PROBLEM TO WORK ON: Could you print every line from the first one of the records below through the line containing "pub struct Overwrite;", with both included and nothing else?

(Stored records)
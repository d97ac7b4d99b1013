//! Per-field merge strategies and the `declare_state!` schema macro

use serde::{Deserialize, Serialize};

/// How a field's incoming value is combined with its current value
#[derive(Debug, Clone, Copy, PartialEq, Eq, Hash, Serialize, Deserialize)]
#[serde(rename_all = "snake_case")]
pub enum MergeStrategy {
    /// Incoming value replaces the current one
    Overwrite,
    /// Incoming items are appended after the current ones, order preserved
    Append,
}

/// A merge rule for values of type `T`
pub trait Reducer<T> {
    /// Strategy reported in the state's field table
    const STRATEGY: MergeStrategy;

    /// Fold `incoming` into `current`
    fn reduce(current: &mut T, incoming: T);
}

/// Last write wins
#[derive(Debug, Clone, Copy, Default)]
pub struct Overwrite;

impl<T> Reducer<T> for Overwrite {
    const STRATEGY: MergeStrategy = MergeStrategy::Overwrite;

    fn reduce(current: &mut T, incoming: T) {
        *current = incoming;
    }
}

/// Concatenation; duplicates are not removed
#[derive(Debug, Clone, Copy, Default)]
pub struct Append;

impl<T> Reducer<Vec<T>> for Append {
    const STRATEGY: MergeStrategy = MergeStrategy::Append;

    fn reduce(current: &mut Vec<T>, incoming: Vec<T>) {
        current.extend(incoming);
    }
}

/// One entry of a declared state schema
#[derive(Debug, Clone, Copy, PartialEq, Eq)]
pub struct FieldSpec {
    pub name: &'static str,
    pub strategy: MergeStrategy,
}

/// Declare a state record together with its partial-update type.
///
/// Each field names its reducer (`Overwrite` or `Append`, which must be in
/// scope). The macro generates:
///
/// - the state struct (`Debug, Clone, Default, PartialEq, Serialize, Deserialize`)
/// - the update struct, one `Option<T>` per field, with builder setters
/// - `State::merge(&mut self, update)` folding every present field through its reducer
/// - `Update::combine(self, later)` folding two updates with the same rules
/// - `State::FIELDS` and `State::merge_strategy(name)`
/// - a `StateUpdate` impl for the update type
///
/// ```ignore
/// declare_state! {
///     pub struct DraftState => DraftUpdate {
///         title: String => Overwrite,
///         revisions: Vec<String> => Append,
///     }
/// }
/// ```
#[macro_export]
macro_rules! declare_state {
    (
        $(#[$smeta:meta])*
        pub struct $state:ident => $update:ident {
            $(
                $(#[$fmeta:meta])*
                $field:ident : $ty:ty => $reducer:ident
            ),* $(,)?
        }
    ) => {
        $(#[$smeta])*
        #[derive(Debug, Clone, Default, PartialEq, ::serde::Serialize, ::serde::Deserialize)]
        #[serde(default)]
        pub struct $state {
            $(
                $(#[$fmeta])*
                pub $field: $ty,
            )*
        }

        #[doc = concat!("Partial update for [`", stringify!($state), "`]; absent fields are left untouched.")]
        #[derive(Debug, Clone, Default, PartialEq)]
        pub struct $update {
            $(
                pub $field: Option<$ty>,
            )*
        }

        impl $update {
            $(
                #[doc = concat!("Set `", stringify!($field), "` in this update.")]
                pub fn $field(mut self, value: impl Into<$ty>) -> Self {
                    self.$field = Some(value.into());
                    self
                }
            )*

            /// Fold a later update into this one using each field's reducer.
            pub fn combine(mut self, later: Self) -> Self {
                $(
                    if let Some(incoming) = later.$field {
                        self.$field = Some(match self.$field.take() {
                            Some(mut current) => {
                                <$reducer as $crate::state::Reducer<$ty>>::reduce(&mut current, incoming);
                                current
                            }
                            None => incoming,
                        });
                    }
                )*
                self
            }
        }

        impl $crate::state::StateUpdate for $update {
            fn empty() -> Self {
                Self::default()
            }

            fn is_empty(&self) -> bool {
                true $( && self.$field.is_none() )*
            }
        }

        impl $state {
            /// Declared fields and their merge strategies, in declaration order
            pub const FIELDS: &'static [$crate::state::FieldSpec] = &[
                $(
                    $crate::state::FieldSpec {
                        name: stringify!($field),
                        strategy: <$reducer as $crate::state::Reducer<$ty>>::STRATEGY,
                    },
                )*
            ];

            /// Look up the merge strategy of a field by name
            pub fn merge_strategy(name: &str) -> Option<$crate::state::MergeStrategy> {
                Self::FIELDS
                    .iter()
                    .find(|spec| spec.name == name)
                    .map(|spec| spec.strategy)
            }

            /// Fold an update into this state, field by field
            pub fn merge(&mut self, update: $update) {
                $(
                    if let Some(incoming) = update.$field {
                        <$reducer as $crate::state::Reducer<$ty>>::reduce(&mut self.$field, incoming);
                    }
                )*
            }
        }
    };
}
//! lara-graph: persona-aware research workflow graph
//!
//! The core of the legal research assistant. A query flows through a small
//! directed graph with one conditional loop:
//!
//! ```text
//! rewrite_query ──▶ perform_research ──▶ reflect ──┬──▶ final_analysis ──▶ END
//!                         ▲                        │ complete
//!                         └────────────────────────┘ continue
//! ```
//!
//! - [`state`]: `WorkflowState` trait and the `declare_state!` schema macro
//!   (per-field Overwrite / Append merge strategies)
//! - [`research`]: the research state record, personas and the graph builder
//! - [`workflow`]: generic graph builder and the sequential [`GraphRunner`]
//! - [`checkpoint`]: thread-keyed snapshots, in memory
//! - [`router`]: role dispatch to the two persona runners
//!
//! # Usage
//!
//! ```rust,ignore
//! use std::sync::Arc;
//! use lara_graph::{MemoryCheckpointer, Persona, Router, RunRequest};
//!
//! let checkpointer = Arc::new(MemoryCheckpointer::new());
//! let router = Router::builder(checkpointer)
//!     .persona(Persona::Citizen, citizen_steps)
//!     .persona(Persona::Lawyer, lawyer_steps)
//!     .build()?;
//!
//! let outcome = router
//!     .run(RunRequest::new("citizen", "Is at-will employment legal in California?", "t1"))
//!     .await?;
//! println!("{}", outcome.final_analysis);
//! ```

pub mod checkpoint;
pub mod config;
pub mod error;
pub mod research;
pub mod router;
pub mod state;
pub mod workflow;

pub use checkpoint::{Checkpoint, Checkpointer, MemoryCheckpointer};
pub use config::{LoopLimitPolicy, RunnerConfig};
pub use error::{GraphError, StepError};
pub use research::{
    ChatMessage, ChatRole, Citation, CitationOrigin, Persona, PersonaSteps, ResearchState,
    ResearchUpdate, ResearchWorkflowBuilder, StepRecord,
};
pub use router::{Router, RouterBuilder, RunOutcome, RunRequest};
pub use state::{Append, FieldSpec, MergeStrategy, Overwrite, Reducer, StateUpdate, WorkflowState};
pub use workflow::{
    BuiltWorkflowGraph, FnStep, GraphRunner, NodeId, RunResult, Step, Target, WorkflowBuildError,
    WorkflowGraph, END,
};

RESULT FOR THIS TASK:
repository d97ac7b4d99b1013
//! Per-field merge strategies and the `declare_state!` schema macro

use serde::{Deserialize, Serialize};

/// How a field's incoming value is combined with its current value
#[derive(Debug, Clone, Copy, PartialEq, Eq, Hash, Serialize, Deserialize)]
#[serde(rename_all = "snake_case")]
pub enum MergeStrategy {
    /// Incoming value replaces the current one
    Overwrite,
    /// Incoming items are appended after the current ones, order preserved
    Append,
}

/// A merge rule for values of type `T`
pub trait Reducer<T> {
    /// Strategy reported in the state's field table
    const STRATEGY: MergeStrategy;

    /// Fold `incoming` into `current`
    fn reduce(current: &mut T, incoming: T);
}

/// Last write wins
#[derive(Debug, Clone, Copy, Default)]
pub struct Overwrite;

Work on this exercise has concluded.